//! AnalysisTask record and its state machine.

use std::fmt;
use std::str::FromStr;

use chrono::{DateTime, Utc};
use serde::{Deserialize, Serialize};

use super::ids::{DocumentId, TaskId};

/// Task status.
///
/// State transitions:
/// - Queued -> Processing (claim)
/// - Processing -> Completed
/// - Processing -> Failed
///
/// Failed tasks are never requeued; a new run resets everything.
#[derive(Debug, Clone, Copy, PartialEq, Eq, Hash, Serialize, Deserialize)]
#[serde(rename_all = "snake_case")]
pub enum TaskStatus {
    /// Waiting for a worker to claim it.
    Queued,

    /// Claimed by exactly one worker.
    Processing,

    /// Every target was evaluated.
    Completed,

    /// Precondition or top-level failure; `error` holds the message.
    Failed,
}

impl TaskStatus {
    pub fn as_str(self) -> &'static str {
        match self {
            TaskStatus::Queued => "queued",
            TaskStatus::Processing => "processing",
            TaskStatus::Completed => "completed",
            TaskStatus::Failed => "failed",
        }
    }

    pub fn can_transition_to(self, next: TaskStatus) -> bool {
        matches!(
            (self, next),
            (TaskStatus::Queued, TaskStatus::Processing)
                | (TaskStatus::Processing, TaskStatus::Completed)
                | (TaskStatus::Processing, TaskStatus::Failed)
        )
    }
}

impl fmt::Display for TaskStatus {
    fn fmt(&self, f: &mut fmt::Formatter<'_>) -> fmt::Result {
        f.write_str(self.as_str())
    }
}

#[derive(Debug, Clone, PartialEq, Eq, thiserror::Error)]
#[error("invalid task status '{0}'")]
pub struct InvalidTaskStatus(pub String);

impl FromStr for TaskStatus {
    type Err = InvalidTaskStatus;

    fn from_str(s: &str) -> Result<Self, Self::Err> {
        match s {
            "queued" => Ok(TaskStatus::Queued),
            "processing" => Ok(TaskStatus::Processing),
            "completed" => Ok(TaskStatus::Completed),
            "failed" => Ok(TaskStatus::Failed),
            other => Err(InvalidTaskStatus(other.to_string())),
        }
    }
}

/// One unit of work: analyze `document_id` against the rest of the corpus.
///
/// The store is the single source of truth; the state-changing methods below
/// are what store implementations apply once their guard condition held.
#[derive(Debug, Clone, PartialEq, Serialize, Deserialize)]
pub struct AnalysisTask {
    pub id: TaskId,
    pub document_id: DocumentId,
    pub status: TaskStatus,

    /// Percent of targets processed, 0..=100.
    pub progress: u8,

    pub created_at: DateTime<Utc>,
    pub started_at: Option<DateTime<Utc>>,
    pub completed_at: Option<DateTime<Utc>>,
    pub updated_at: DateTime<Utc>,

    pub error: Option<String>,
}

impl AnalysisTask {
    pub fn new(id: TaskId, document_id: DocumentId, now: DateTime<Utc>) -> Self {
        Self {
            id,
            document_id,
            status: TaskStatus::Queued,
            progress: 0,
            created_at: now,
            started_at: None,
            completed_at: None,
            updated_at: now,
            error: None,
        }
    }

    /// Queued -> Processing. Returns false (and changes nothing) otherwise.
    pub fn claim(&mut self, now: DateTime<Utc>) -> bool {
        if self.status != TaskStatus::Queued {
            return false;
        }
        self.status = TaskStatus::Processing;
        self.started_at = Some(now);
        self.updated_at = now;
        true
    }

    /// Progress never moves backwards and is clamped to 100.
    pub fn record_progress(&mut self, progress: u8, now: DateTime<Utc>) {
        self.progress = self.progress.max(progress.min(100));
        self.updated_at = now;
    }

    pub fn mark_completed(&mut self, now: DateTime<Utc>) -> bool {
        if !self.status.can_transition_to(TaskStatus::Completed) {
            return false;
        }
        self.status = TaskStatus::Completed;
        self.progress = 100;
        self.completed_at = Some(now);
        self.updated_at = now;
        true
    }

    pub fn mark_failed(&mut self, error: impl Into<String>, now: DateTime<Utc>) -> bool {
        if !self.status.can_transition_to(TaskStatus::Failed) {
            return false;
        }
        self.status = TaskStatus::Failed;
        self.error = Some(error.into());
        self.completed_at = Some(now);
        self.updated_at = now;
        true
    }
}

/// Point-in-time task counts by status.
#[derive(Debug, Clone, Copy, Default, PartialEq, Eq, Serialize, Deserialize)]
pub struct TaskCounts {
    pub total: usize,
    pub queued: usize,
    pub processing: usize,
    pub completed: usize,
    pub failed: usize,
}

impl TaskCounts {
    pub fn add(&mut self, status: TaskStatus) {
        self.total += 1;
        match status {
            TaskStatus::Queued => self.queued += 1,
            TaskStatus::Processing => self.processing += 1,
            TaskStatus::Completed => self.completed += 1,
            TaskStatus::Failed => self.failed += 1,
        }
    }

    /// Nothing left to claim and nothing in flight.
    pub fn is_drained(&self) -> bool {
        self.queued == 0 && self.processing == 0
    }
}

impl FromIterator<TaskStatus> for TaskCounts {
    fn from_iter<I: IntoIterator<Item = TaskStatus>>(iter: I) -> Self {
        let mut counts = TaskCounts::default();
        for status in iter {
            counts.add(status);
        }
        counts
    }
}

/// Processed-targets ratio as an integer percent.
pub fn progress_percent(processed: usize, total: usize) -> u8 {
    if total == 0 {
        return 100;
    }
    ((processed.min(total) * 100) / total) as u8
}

Task item: Copy out every line of the material above that contains the string "None".

Exercise output:
            started_at: None,
            completed_at: None,
            error: None,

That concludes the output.